WORK TO COMPLETE:
Please output the section of the listing below that opens with the line containing "verification::submit_email(state, &user.id, email).await?;" and closes with the line containing "doubts::ask(state, &user.id, &user.username, question).await?;", exactly and with nothing else.

GIVEN INFORMATION:

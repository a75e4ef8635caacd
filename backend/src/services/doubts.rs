/* algopath-bot
 * Copyright (C) 2025 Algopath Community
 *
 * This library is free software; you can redistribute it and/or
 * modify it under the terms of the GNU Lesser General Public
 * License as published by the Free Software Foundation; either
 * version 2 of the License, or (at your option) any later version.
 *
 * This library is distributed in the hope that it will be useful,
 * but WITHOUT ANY WARRANTY; without even the implied warranty of
 * MERCHANTABILITY or FITNESS FOR A PARTICULAR PURPOSE. See the GNU
 * Lesser General Public License for more details.
 *
 * You should have received a copy of the GNU Lesser General Public
 * License along with this library; if not, write to the
 * Free Software Foundation, Inc., 59 Temple Place - Suite 330,
 * Boston, MA 02111-1307, USA.
 */

//! The doubt lifecycle state machine: `open -> resolved`, resolved is
//! terminal. Solutions attach to open doubts without changing status;
//! only the asker can close.

use actix_web::web;
use db_connector::models::doubts::{Doubt, NewDoubt, STATUS_OPEN, STATUS_RESOLVED};
use db_connector::models::solutions::NewSolution;
use diesel::prelude::*;

use crate::discord::components;
use crate::error::Error;
use crate::utils::{get_connection, now_millis, web_block_unpacked};
use crate::AppState;

/// Minimum wall-clock gap between two doubts from the same user.
pub const ASK_COOLDOWN_MS: i64 = 2 * 60 * 1_000;
pub const OPEN_LIST_LIMIT: i64 = 5;
pub const QUESTION_PREVIEW_CHARS: usize = 80;

pub fn announcement_content(doubt_id: i32, user_id: &str, question: &str) -> String {
    format!("🆔 **#{doubt_id}** by <@{user_id}>:\n> {question}")
}
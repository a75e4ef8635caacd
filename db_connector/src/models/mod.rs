pub mod doubts;
pub mod otp_codes;
pub mod solutions;
pub mod users;
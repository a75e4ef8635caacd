/* algopath-bot
 * Copyright (C) 2025 Algopath Community
 *
 * This library is free software; you can redistribute it and/or
 * modify it under the terms of the GNU Lesser General Public
 * License as published by the Free Software Foundation; either
 * version 2 of the License, or (at your option) any later version.
 *
 * This library is distributed in the hope that it will be useful,
 * but WITHOUT ANY WARRANTY; without even the implied warranty of
 * MERCHANTABILITY or FITNESS FOR A PARTICULAR PURPOSE. See the GNU
 * Lesser General Public License for more details.
 *
 * You should have received a copy of the GNU Lesser General Public
 * License along with this library; if not, write to the
 * Free Software Foundation, Inc., 59 Temple Place - Suite 330,
 * Boston, MA 02111-1307, USA.
 */

//! The event router: every interaction the platform delivers lands here
//! and is dispatched on the custom id embedded in the component or modal.

use actix_web::{error::ErrorBadRequest, post, web, HttpRequest, HttpResponse};
use serde_json::Value;

use crate::discord::{
    components, signature, ChatUser, Interaction, INTERACTION_APPLICATION_COMMAND,
    INTERACTION_MESSAGE_COMPONENT, INTERACTION_MODAL_SUBMIT, INTERACTION_PING,
};
use crate::error::Error;
use crate::services::{doubts, verification};
use crate::AppState;

pub(crate) fn check_signature(
    state: &web::Data<AppState>,
    req: &HttpRequest,
    body: &[u8],
) -> Result<(), Error> {
    let Some(public_key) = &state.config.public_key else {
        log::debug!("No public key configured, skipping signature check");
        return Ok(());
    };

    let sig = req
        .headers()
        .get("X-Signature-Ed25519")
        .and_then(|v| v.to_str().ok())
        .ok_or(Error::Unauthorized)?;
    let timestamp = req
        .headers()
        .get("X-Signature-Timestamp")
        .and_then(|v| v.to_str().ok())
        .ok_or(Error::Unauthorized)?;

    signature::verify(public_key, sig, timestamp, body)
}

/// Signed interaction webhook. Domain errors still answer 200 with an
/// ephemeral message; only bad signatures and unparseable payloads get an
/// HTTP error status.
#[utoipa::path(
    request_body = Vec<u8>,
    responses(
        (status = 200, description = "Interaction response payload."),
        (status = 400, description = "Payload could not be parsed."),
        (status = 401, description = "Missing or invalid request signature.")
    )
)]
#[post("/interactions")]
pub async fn interactions(
    state: web::Data<AppState>,
    req: HttpRequest,
    body: web::Bytes,
) -> actix_web::Result<HttpResponse> {
    check_signature(&state, &req, &body)?;

    let interaction: Interaction = serde_json::from_slice(&body).map_err(ErrorBadRequest)?;

    let response = match dispatch(&state, &interaction).await {
        Ok(response) => response,
        Err(err) => {
            if err == Error::InternalError {
                log::error!("Interaction handling failed: {err}");
            }
            components::ephemeral_message(&err.to_string())
        }
    };

    Ok(HttpResponse::Ok().json(response))
}

async fn dispatch(state: &web::Data<AppState>, interaction: &Interaction) -> Result<Value, Error> {
    match interaction.kind {
        INTERACTION_PING => Ok(components::pong()),
        INTERACTION_APPLICATION_COMMAND => match interaction.command_name() {
            Some("doubts") => open_doubts_reply(state).await,
            other => {
                log::warn!("Unknown command {other:?}");
                Ok(components::ephemeral_message("❔ Unknown command"))
            }
        },
        INTERACTION_MESSAGE_COMPONENT => {
            let user = interaction.user().ok_or(Error::InternalError)?;
            let custom_id = interaction.custom_id().ok_or(Error::InternalError)?;
            component_click(state, user, custom_id).await
        }
        INTERACTION_MODAL_SUBMIT => {
            let user = interaction.user().ok_or(Error::InternalError)?;
            let custom_id = interaction.custom_id().ok_or(Error::InternalError)?;
            modal_submit(state, interaction, user, custom_id).await
        }
        kind => {
            log::warn!("Unsupported interaction kind {kind}");
            Err(Error::InternalError)
        }
    }
}

async fn component_click(
    state: &web::Data<AppState>,
    user: &ChatUser,
    custom_id: &str,
) -> Result<Value, Error> {
    match custom_id {
        "btn_verify" => match verification::request_verification(state, &user.id).await? {
            verification::VerifyPrompt::PromptEmail => Ok(components::email_modal()),
            verification::VerifyPrompt::AlreadyVerified => {
                Ok(components::ephemeral_message("✅ You are already verified."))
            }
            verification::VerifyPrompt::RoleRepaired => Ok(components::ephemeral_message(
                "✅ Verified! Now you can explore the community 😀.",
            )),
        },
        "btn_otp" => Ok(components::otp_modal()),
        "btn_ask" => Ok(components::ask_modal()),
        "btn_view_doubts" => open_doubts_reply(state).await,
        _ => {
            if let Some(doubt_id) = parse_trailing_id(custom_id, "btn_solve_") {
                return Ok(components::solve_modal(doubt_id));
            }
            if let Some((doubt_id, owner_id)) = parse_close_id(custom_id) {
                // The owner id baked into the button is only a fast
                // pre-check; close() re-validates against the store.
                if user.id != owner_id {
                    return Err(Error::NotDoubtOwner);
                }
                doubts::close(state, doubt_id, &user.id).await?;
                return Ok(components::ephemeral_message(&format!(
                    "🎉 Doubt #{doubt_id} closed and moved to #resolved-doubts."
                )));
            }
            log::warn!("Unknown component custom id {custom_id}");
            Ok(components::ephemeral_message("❔ Unknown action"))
        }
    }
}

async fn modal_submit(
    state: &web::Data<AppState>,
    interaction: &Interaction,
    user: &ChatUser,
    custom_id: &str,
) -> Result<Value, Error> {
    match custom_id {
        "mdl_email" => {
            let email = interaction.text_field("email").ok_or(Error::InvalidEmail)?;
            verification::submit_email(state, &user.id, email).await?;
            Ok(components::ephemeral_message_with_components(
                "✉️ OTP sent to the provided email—click below",
                vec![components::otp_button_row()],
            ))
        }
        "mdl_otp" => {
            let code = interaction
                .text_field("otp")
                .ok_or(Error::InvalidOrExpiredOtp)?;
            verification::submit_code(state, &user.id, code).await?;
            Ok(components::ephemeral_message(
                "✅ Verified! Now you can explore the community 😀.",
            ))
        }
        "mdl_ask" => {
            let question = interaction
                .text_field("question")
                .ok_or(Error::InternalError)?;
            let doubt_id = doubts::ask(state, &user.id, &user.username, question).await?;
            Ok(components::ephemeral_message(&format!(
                "✅ Doubt #{doubt_id} posted."
            )))
        }
        _ => {
            if let Some(doubt_id) = parse_trailing_id(custom_id, "mdl_solve_") {
                let answer = interaction
                    .text_field("answer")
                    .ok_or(Error::InternalError)?;
                let asker = doubts::solve(state, doubt_id, &user.id, answer).await?;
                return Ok(components::ephemeral_message(&format!(
                    "✅ Sent solution to <@{asker}>."
                )));
            }
            log::warn!("Unknown modal custom id {custom_id}");
            Ok(components::ephemeral_message("❔ Unknown action"))
        }
    }
}

async fn open_doubts_reply(state: &web::Data<AppState>) -> Result<Value, Error> {
    let open = doubts::list_open(state).await?;
    if open.is_empty() {
        return Ok(components::ephemeral_message(
            "📭 No open doubts at the moment.",
        ));
    }

    let list = open
        .iter()
        .map(|d| format!("🆔 #{} by **{}**\n> {}", d.id, d.username, d.preview))
        .collect::<Vec<_>>()
        .join("\n\n");
    Ok(components::ephemeral_message(&format!(
        "📋 **Open Doubts:**\n\n{list}"
    )))
}

fn parse_trailing_id(custom_id: &str, prefix: &str) -> Option<i32> {
    custom_id.strip_prefix(prefix)?.parse().ok()
}

/// `btn_close_{doubtId}_{ownerId}`
fn parse_close_id(custom_id: &str) -> Option<(i32, &str)> {
    let rest = custom_id.strip_prefix("btn_close_")?;
    let (doubt_id, owner_id) = rest.split_once('_')?;
    Some((doubt_id.parse().ok()?, owner_id))
}

#[cfg(test)]
mod tests {
    use super::*;
    use actix_web::{test, App};
    use diesel::prelude::*;
    use serde_json::json;

    use crate::tests::{create_test_state, ChatCall, RecordingChat};
    use std::sync::Arc;

    fn click(custom_id: &str, user_id: &str) -> Value {
        json!({
            "type": 3,
            "data": { "custom_id": custom_id },
            "member": { "user": { "id": user_id, "username": "tester" }, "roles": [] }
        })
    }

    fn submit(custom_id: &str, field: &str, value: &str, user_id: &str) -> Value {
        json!({
            "type": 5,
            "data": {
                "custom_id": custom_id,
                "components": [
                    { "type": 1, "components": [
                        { "type": 4, "custom_id": field, "value": value }
                    ]}
                ]
            },
            "member": { "user": { "id": user_id, "username": "tester" }, "roles": [] }
        })
    }

    macro_rules! call {
        ($app:expr, $payload:expr) => {{
            let req = test::TestRequest::post()
                .uri("/interactions")
                .set_json($payload)
                .to_request();
            let resp: Value = test::call_and_read_body_json($app, req).await;
            resp
        }};
    }

    #[actix_web::test]
    async fn test_ping_pong() {
        let (state, _chat) = create_test_state();
        let app = App::new().app_data(state).service(interactions);
        let app = test::init_service(app).await;

        let resp = call!(&app, &json!({ "type": 1 }));
        assert_eq!(resp["type"], 1);
    }

    #[actix_web::test]
    async fn test_verify_button_opens_email_modal() {
        let (state, _chat) = create_test_state();
        let app = App::new().app_data(state).service(interactions);
        let app = test::init_service(app).await;

        let resp = call!(&app, &click("btn_verify", "42"));
        assert_eq!(resp["type"], 9);
        assert_eq!(resp["data"]["custom_id"], "mdl_email");
    }

    #[actix_web::test]
    async fn test_email_modal_rejects_foreign_domain() {
        let (state, _chat) = create_test_state();
        let app = App::new().app_data(state).service(interactions);
        let app = test::init_service(app).await;

        let resp = call!(&app, &submit("mdl_email", "email", "a@yahoo.com", "42"));
        assert_eq!(resp["type"], 4);
        assert_eq!(resp["data"]["flags"], 64);
        assert!(resp["data"]["content"]
            .as_str()
            .unwrap()
            .contains("❌ Email domain not allowed"));
    }

    #[actix_web::test]
    async fn test_full_verification_flow() {
        let (state, chat) = create_test_state();
        let app = App::new().app_data(state.clone()).service(interactions);
        let app = test::init_service(app).await;

        let resp = call!(&app, &submit("mdl_email", "email", "a@gmail.com", "42"));
        assert!(resp["data"]["content"].as_str().unwrap().contains("OTP sent"));

        let code: String = {
            use db_connector::schema::otp_codes::dsl::*;
            let mut conn = state.pool.get().unwrap();
            otp_codes
                .find("42")
                .select(code)
                .get_result(&mut conn)
                .unwrap()
        };

        let resp = call!(&app, &submit("mdl_otp", "otp", &code, "42"));
        assert!(resp["data"]["content"].as_str().unwrap().contains("✅ Verified!"));
        assert!(chat.calls().contains(&ChatCall::AddRole {
            user: "42".to_string(),
            role: "role-verified".to_string()
        }));

        // Replay of the consumed code.
        let resp = call!(&app, &submit("mdl_otp", "otp", &code, "42"));
        assert!(resp["data"]["content"]
            .as_str()
            .unwrap()
            .contains("❌ Invalid/expired OTP"));
    }

    #[actix_web::test]
    async fn test_doubt_flow_through_router() {
        let (state, _chat) = create_test_state();
        let app = App::new().app_data(state.clone()).service(interactions);
        let app = test::init_service(app).await;

        let resp = call!(&app, &submit("mdl_ask", "question", "Why X?", "42"));
        assert!(resp["data"]["content"].as_str().unwrap().contains("Doubt #1 posted"));

        let resp = call!(&app, &click("btn_solve_1", "77"));
        assert_eq!(resp["type"], 9);
        assert_eq!(resp["data"]["custom_id"], "mdl_solve_1");

        let resp = call!(&app, &submit("mdl_solve_1", "answer", "Because Y.", "77"));
        assert!(resp["data"]["content"].as_str().unwrap().contains("<@42>"));

        // Non-owner click is rejected by the custom-id pre-check.
        let resp = call!(&app, &click("btn_close_1_42", "77"));
        assert!(resp["data"]["content"]
            .as_str()
            .unwrap()
            .contains("Only the author"));

        let resp = call!(&app, &click("btn_close_1_42", "42"));
        assert!(resp["data"]["content"].as_str().unwrap().contains("Doubt #1 closed"));
    }

    #[actix_web::test]
    async fn test_view_doubts_empty_and_listing() {
        let (state, _chat) = create_test_state();
        let app = App::new().app_data(state.clone()).service(interactions);
        let app = test::init_service(app).await;

        let resp = call!(&app, &click("btn_view_doubts", "42"));
        assert!(resp["data"]["content"].as_str().unwrap().contains("📭 No open doubts"));

        call!(&app, &submit("mdl_ask", "question", "Why X?", "42"));

        // Slash command and button share the listing.
        let command = json!({
            "type": 2,
            "data": { "name": "doubts" },
            "member": { "user": { "id": "42", "username": "tester" }, "roles": [] }
        });
        let resp = call!(&app, &command);
        let content = resp["data"]["content"].as_str().unwrap();
        assert!(content.contains("📋 **Open Doubts:**"));
        assert!(content.contains("Why X?"));
    }

    #[actix_web::test]
    async fn test_signature_required_when_key_configured() {
        let (template, _chat) = create_test_state();
        let chat = Arc::new(RecordingChat::default());
        let mut config = template.config.clone();
        config.public_key = Some(hex::encode([0u8; 32]));
        let state = web::Data::new(crate::AppState {
            pool: db_connector::test_connection_pool(),
            mailer: lettre::SmtpTransport::unencrypted_localhost(),
            chat,
            config,
        });

        let app = App::new().app_data(state).service(interactions);
        let app = test::init_service(app).await;

        let req = test::TestRequest::post()
            .uri("/interactions")
            .set_json(json!({ "type": 1 }))
            .to_request();
        let resp = test::call_service(&app, req).await;
        assert_eq!(resp.status(), actix_web::http::StatusCode::UNAUTHORIZED);
    }
}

COMPLETED TASK:
            verification::submit_email(state, &user.id, email).await?;
            Ok(components::ephemeral_message_with_components(
                "✉️ OTP sent to the provided email—click below",
                vec![components::otp_button_row()],
            ))
        }
        "mdl_otp" => {
            let code = interaction
                .text_field("otp")
                .ok_or(Error::InvalidOrExpiredOtp)?;
            verification::submit_code(state, &user.id, code).await?;
            Ok(components::ephemeral_message(
                "✅ Verified! Now you can explore the community 😀.",
            ))
        }
        "mdl_ask" => {
            let question = interaction
                .text_field("question")
                .ok_or(Error::InternalError)?;
            let doubt_id = doubts::ask(state, &user.id, &user.username, question).await?;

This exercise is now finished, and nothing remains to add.